I know Bob is important, and has contributed much to the state's political climate for a couple of decades, but come on now. If the Speaker was the most important news in Missouri the past 12 months, then Ross Perot and not Newt Gingrich belonged on the cover of Time's Man of the Year issue.
The AP decided that Missouri's third most important news event in 1995 was the return of a National Football League team to St. Louis, although considering the final record of the Rams, some editors might have chosen differently. The fifth most important news in the state in the past 12 months was former Secretary of State Judi Moriarty's court fine and her vision that she might seek public office again.
For the 10th most important news story, The Associated Press chose the exhumation of the remains of the state's most notorious criminal, Jesse James, perhaps in part because the governor's wife attended one of the ceremonies attached to this bizarre act.
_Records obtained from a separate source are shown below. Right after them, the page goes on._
//! Deterministic in-memory implementation of the `flow_host` session contract.
//!
//! This crate keeps content and attributes in memory, records which primitive
//! served each call, and can inject output-stream failures. It is intended for
//! adapter tests and local script development.

use std::collections::HashMap;
use std::io::{self, Read, Write};
use std::sync::{Mutex, MutexGuard};

use flow_host::{
    Attributes, FlowFile, FlowFileId, InputCallback, OutputCallback, ProcessSession,
    SessionError, TransformCallback,
};

/// Host primitive served by the mock session.
#[derive(Debug, Clone, Copy, PartialEq, Eq)]
pub enum Primitive {
    Read,
    Write,
    WriteTransform,
    Append,
    PutAttribute,
    RemoveAttribute,
}

/// One recorded primitive invocation.
#[derive(Debug, Clone, PartialEq, Eq)]
pub struct PrimitiveCall {
    pub primitive: Primitive,
    pub flow_file: FlowFileId,
    /// Number of `flush` calls the output stream received, zero for reads.
    pub output_flushes: usize,
}

#[derive(Debug, Clone, Default)]
struct Record {
    content: Vec<u8>,
    attributes: Attributes,
}

#[derive(Debug, Default)]
struct State {
    next_id: FlowFileId,
    records: HashMap<FlowFileId, Record>,
    calls: Vec<PrimitiveCall>,
    write_fault: Option<io::ErrorKind>,
}

/// In-memory session; failed stream callbacks leave content unchanged.
#[derive(Debug, Default)]
pub struct MockSession {
    state: Mutex<State>,
}

impl MockSession {
    #[must_use]
    pub fn new() -> Self {
        Self::default()
    }

    /// Registers a new flow record and returns its snapshot.
    pub fn create(&self, content: impl Into<Vec<u8>>, attributes: Attributes) -> FlowFile {
        let mut state = lock_unpoisoned(&self.state);
        state.next_id += 1;
        let id = state.next_id;
        let record = Record {
            content: content.into(),
            attributes,
        };
        let flow_file = snapshot(id, &record);
        state.records.insert(id, record);
        flow_file
    }

    /// Registers an empty flow record without attributes.
    pub fn create_empty(&self) -> FlowFile {
        self.create(Vec::new(), Attributes::new())
    }

    /// Returns the stored content of a flow record.
    #[must_use]
    pub fn content(&self, flow_file: &FlowFile) -> Option<Vec<u8>> {
        let state = lock_unpoisoned(&self.state);
        state
            .records
            .get(&flow_file.id())
            .map(|record| record.content.clone())
    }

    /// Returns the stored content decoded as UTF-8, lossily.
    #[must_use]
    pub fn content_string(&self, flow_file: &FlowFile) -> Option<String> {
        self.content(flow_file)
            .map(|content| String::from_utf8_lossy(&content).into_owned())
    }

    /// Returns the latest snapshot of a flow record as the session sees it.
    #[must_use]
    pub fn current(&self, flow_file: &FlowFile) -> Option<FlowFile> {
        let state = lock_unpoisoned(&self.state);
        state
            .records
            .get(&flow_file.id())
            .map(|record| snapshot(flow_file.id(), record))
    }

    /// Returns every primitive invocation in call order.
    #[must_use]
    pub fn calls(&self) -> Vec<PrimitiveCall> {
        lock_unpoisoned(&self.state).calls.clone()
    }

    /// Returns only the primitive kinds in call order.
    #[must_use]
    pub fn primitives(&self) -> Vec<Primitive> {
        lock_unpoisoned(&self.state)
            .calls
            .iter()
            .map(|call| call.primitive)
            .collect()
    }

    /// Makes every subsequent output stream write fail with `kind`; `None` clears it.
    pub fn set_write_fault(&self, kind: Option<io::ErrorKind>) {
        lock_unpoisoned(&self.state).write_fault = kind;
    }

    fn existing_content(&self, flow_file: &FlowFile) -> Result<Vec<u8>, SessionError> {
        let state = lock_unpoisoned(&self.state);
        state
            .records
            .get(&flow_file.id())
            .map(|record| record.content.clone())
            .ok_or(SessionError::UnknownFlowFile { id: flow_file.id() })
    }

    fn output_stream(&self) -> MockOutput {
        MockOutput {
            buffer: Vec::new(),
            flushes: 0,
            fault: lock_unpoisoned(&self.state).write_fault,
        }
    }

    fn record_call(&self, primitive: Primitive, flow_file: FlowFileId, output_flushes: usize) {
        tracing::debug!(?primitive, flow_file, output_flushes, "mock session primitive");
        lock_unpoisoned(&self.state).calls.push(PrimitiveCall {
            primitive,
            flow_file,
            output_flushes,
        });
    }

    fn commit_content(
        &self,
        flow_file: &FlowFile,
        update: impl FnOnce(&mut Vec<u8>),
    ) -> Result<FlowFile, SessionError> {
        let mut state = lock_unpoisoned(&self.state);
        let record = state
            .records
            .get_mut(&flow_file.id())
            .ok_or(SessionError::UnknownFlowFile { id: flow_file.id() })?;
        update(&mut record.content);
        Ok(snapshot(flow_file.id(), record))
    }

    fn update_attributes(
        &self,
        flow_file: &FlowFile,
        primitive: Primitive,
        update: impl FnOnce(&mut Attributes),
    ) -> Result<FlowFile, SessionError> {
        let updated = {
            let mut state = lock_unpoisoned(&self.state);
            let record = state
                .records
                .get_mut(&flow_file.id())
                .ok_or(SessionError::UnknownFlowFile { id: flow_file.id() })?;
            update(&mut record.attributes);
            snapshot(flow_file.id(), record)
        };
        self.record_call(primitive, flow_file.id(), 0);
        Ok(updated)
    }
}

impl ProcessSession for MockSession {
    fn read(
        &self,
        flow_file: &FlowFile,
        callback: &mut InputCallback<'_>,
    ) -> Result<(), SessionError> {
        let content = self.existing_content(flow_file)?;
        self.record_call(Primitive::Read, flow_file.id(), 0);
        let mut input: &[u8] = &content;
        callback(&mut input).map_err(SessionError::CallbackFailed)
    }

    fn write(
        &self,
        flow_file: &FlowFile,
        callback: &mut OutputCallback<'_>,
    ) -> Result<FlowFile, SessionError> {
        self.existing_content(flow_file)?;
        let mut output = self.output_stream();
        let outcome = callback(&mut output);
        self.record_call(Primitive::Write, flow_file.id(), output.flushes);
        outcome.map_err(SessionError::CallbackFailed)?;
        output.close()?;
        self.commit_content(flow_file, |content| *content = output.buffer)
    }

    fn write_transform(
        &self,
        flow_file: &FlowFile,
        callback: &mut TransformCallback<'_>,
    ) -> Result<FlowFile, SessionError> {
        let existing = self.existing_content(flow_file)?;
        let mut input: &[u8] = &existing;
        let mut output = self.output_stream();
        let outcome = callback(&mut input, &mut output);
        self.record_call(Primitive::WriteTransform, flow_file.id(), output.flushes);
        outcome.map_err(SessionError::CallbackFailed)?;
        output.close()?;
        self.commit_content(flow_file, |content| *content = output.buffer)
    }

    fn append(
        &self,
        flow_file: &FlowFile,
        callback: &mut OutputCallback<'_>,
    ) -> Result<FlowFile, SessionError> {
        self.existing_content(flow_file)?;
        let mut output = self.output_stream();
        let outcome = callback(&mut output);
        self.record_call(Primitive::Append, flow_file.id(), output.flushes);
        outcome.map_err(SessionError::CallbackFailed)?;
        output.close()?;
        self.commit_content(flow_file, |content| content.extend_from_slice(&output.buffer))
    }

    fn put_attribute(
        &self,
        flow_file: &FlowFile,
        key: &str,
        value: &str,
    ) -> Result<FlowFile, SessionError> {
        self.update_attributes(flow_file, Primitive::PutAttribute, |attributes| {
            attributes.insert(key.to_string(), value.to_string());
        })
    }

    fn remove_attribute(
        &self,
        flow_file: &FlowFile,
        key: &str,
    ) -> Result<FlowFile, SessionError> {
        self.update_attributes(flow_file, Primitive::RemoveAttribute, |attributes| {
            attributes.remove(key);
        })
    }
}

/// Output stream handed to callbacks; the session closes it after the callback.
#[derive(Debug)]
struct MockOutput {
    buffer: Vec<u8>,
    flushes: usize,
    fault: Option<io::ErrorKind>,
}

impl MockOutput {
    fn close(&mut self) -> Result<(), SessionError> {
        self.flush()
            .map_err(|source| SessionError::io("closing", source))
    }
}

impl Write for MockOutput {
    fn write(&mut self, buf: &[u8]) -> io::Result<usize> {
        if let Some(kind) = self.fault {
            return Err(io::Error::new(kind, "injected write fault"));
        }
        self.buffer.extend_from_slice(buf);
        Ok(buf.len())
    }

    fn flush(&mut self) -> io::Result<()> {
        self.flushes += 1;
        Ok(())
    }
}

fn snapshot(id: FlowFileId, record: &Record) -> FlowFile {
    FlowFile::new(id, record.content.len() as u64, record.attributes.clone())
}

fn lock_unpoisoned<T>(mutex: &Mutex<T>) -> MutexGuard<'_, T> {
    match mutex.lock() {
        Ok(guard) => guard,
        Err(poisoned) => poisoned.into_inner(),
    }
}

/// Reads all remaining bytes of a callback input; convenience for tests.
pub fn drain(input: &mut dyn Read) -> io::Result<Vec<u8>> {
    let mut bytes = Vec::new();
    input.read_to_end(&mut bytes)?;
    Ok(bytes)
}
Incidentally, in case you missed the significance of the decision, the sale of the St. Louis Cardinals by its pinch-penny owners, Anheuser-Busch, to a group of investors was judged the eighth most important event of the year in the Show-Me State. Apparently the local press attached even greater significance to the event by picturing the new owners of the club for three days running on its front page. That must be where the term "overkill" originated.
With all due reverence to my journalistic brothers and sisters and in recognition of my humble position as nothing more than a mere columnist, I hope you will permit me to list my version of the 10 most important news events in our great state. You're welcome to reject my choices, just as I exercised my First Amendment rights with the world's largest news organization.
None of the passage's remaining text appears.